(EXERCISE BRIEF): Copy the data exactly from the line that contains "pub struct SyncEngine<T, P" through the line that contains "impl<T: Transport, P: ProgressCallback>", keeping both end lines and leaving out everything else.

(STUDY MATERIAL):
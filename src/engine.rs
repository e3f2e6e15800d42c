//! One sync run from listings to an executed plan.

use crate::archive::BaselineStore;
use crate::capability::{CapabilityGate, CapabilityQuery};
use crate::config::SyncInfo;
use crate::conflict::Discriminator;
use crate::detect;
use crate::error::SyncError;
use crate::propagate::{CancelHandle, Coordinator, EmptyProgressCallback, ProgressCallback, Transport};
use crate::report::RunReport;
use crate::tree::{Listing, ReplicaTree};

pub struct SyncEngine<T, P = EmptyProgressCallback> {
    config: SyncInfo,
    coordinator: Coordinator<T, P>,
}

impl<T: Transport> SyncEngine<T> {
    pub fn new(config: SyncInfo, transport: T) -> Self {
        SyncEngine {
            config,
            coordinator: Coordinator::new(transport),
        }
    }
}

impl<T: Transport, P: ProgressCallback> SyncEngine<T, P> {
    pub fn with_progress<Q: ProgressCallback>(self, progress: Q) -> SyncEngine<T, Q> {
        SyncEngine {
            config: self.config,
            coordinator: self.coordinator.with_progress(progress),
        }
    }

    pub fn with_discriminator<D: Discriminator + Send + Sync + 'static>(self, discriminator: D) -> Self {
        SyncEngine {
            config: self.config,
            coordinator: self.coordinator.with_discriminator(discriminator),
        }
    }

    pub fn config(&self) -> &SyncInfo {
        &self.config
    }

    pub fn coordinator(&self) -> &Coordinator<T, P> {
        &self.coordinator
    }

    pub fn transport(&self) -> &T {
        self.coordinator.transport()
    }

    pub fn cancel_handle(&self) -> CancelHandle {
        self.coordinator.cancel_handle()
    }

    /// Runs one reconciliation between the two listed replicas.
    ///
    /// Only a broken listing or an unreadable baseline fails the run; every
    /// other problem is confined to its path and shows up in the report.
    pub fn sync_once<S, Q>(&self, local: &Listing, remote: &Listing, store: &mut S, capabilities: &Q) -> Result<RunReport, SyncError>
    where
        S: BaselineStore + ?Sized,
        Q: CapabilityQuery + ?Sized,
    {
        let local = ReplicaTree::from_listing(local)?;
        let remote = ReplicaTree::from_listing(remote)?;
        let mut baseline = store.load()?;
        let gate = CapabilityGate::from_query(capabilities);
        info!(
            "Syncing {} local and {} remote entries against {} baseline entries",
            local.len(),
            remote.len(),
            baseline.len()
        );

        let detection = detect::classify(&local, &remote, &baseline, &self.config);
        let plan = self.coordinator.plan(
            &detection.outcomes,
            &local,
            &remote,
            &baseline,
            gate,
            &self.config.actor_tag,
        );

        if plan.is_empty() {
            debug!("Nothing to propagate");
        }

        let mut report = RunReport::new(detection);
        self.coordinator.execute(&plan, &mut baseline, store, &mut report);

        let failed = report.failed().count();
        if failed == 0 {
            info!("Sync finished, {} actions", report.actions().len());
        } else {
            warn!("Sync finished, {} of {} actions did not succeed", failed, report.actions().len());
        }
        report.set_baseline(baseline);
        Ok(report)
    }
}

(ANSWER FOR THIS EXERCISE):
pub struct SyncEngine<T, P = EmptyProgressCallback> {
    config: SyncInfo,
    coordinator: Coordinator<T, P>,
}

impl<T: Transport> SyncEngine<T> {
    pub fn new(config: SyncInfo, transport: T) -> Self {
        SyncEngine {
            config,
            coordinator: Coordinator::new(transport),
        }
    }
}

impl<T: Transport, P: ProgressCallback> SyncEngine<T, P> {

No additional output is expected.